» **Stored data**:
=== Begin Enclosure ===
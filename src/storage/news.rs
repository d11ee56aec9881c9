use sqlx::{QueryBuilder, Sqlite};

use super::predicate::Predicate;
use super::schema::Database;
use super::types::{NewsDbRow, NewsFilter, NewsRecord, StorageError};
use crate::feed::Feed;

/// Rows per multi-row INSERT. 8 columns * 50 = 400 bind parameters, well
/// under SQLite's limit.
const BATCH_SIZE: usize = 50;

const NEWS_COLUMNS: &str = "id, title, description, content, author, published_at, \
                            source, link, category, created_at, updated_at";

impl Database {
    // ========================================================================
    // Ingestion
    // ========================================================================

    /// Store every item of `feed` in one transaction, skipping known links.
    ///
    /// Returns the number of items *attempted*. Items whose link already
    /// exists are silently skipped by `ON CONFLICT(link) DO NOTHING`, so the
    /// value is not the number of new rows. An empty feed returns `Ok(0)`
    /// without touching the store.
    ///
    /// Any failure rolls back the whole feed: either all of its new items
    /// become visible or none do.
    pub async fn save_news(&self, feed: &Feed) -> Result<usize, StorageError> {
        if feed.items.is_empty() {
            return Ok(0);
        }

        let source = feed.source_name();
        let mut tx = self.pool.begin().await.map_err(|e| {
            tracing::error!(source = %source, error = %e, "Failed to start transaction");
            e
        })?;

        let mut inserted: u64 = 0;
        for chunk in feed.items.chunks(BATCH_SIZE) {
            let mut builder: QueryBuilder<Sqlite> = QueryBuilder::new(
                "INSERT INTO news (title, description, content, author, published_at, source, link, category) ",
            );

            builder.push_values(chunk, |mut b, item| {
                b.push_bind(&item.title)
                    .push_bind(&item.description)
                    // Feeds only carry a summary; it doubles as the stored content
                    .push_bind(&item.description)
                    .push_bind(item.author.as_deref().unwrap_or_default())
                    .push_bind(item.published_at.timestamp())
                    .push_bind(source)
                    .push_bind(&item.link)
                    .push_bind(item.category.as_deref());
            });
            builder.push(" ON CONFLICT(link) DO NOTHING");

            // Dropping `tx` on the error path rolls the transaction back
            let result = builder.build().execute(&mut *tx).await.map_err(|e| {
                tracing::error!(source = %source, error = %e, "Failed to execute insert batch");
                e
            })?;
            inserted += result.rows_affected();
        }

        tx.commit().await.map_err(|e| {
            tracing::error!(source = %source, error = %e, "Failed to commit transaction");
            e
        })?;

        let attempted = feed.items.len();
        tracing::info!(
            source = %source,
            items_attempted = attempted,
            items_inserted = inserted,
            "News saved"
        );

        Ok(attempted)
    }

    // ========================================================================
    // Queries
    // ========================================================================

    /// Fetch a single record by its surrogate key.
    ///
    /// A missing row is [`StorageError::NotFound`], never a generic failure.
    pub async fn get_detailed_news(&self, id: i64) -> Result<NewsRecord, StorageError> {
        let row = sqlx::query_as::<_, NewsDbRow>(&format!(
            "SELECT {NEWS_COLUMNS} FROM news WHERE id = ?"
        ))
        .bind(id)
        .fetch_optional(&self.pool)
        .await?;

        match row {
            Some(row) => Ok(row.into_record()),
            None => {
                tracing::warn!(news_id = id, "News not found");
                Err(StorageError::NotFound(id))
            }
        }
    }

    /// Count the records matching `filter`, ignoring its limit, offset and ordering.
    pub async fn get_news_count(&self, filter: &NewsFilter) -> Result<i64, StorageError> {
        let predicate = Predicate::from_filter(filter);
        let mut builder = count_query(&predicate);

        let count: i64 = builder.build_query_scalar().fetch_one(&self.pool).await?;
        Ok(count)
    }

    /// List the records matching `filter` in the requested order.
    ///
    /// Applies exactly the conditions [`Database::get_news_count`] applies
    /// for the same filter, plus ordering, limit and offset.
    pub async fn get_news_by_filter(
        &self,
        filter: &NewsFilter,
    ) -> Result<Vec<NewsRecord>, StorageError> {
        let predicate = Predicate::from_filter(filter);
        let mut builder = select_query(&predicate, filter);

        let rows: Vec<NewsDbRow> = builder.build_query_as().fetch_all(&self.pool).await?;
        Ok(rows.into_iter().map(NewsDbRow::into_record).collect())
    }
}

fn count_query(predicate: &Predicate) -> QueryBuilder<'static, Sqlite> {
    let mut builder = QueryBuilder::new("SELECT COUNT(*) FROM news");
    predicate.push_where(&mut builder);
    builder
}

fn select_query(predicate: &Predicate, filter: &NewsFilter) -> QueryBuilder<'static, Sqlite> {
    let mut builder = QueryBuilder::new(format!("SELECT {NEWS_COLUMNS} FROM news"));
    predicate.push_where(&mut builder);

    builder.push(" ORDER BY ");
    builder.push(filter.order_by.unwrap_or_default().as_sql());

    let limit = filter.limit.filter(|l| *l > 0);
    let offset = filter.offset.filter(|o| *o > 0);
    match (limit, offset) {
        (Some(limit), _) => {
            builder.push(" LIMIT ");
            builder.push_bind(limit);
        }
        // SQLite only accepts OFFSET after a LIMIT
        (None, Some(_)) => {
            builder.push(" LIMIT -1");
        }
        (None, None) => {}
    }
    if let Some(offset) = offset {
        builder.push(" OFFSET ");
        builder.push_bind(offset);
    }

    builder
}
=== End Enclosure ===
=== Begin Enclosure ===
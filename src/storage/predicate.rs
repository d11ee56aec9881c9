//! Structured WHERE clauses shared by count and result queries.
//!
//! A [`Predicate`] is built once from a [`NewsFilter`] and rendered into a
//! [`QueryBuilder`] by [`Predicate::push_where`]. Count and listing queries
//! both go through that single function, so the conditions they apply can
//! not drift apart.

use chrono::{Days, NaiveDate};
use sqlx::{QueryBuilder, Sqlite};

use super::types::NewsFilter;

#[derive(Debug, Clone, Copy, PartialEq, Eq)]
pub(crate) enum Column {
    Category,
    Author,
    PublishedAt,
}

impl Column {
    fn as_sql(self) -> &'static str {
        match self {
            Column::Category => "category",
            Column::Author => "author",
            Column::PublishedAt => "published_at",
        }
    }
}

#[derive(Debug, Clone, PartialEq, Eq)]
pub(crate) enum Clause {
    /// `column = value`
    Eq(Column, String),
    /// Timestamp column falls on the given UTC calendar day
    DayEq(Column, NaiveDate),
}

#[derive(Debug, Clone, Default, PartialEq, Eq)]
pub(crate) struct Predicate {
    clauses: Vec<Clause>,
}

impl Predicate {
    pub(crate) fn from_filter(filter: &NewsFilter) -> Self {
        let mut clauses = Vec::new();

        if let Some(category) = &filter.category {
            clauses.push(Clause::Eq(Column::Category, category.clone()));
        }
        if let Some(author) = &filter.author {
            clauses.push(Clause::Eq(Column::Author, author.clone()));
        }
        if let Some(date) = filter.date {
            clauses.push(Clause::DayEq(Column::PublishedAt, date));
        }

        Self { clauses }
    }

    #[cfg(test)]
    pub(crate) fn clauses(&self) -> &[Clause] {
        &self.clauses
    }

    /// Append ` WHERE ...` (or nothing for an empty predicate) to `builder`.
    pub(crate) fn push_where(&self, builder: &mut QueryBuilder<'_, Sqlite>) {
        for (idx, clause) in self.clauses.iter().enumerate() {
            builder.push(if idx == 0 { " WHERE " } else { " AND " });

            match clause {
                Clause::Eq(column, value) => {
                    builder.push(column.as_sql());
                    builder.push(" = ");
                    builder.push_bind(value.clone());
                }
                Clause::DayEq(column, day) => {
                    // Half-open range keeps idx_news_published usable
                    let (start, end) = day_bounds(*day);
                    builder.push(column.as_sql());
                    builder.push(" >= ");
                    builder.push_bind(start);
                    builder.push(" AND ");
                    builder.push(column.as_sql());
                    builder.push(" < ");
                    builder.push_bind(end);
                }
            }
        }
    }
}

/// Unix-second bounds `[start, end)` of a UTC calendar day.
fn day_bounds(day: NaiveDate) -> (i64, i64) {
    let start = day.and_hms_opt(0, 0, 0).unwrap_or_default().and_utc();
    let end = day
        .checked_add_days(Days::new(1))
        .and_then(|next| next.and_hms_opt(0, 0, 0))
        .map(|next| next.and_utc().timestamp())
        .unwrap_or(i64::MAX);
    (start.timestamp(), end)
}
=== End Enclosure ===
» **What you should do**:
Wherever a line in the data above holds the word "Debug", copy that line.

» **Worked solution**:
#[derive(Debug, Clone, Copy, PartialEq, Eq)]
#[derive(Debug, Clone, PartialEq, Eq)]
#[derive(Debug, Clone, Default, PartialEq, Eq)]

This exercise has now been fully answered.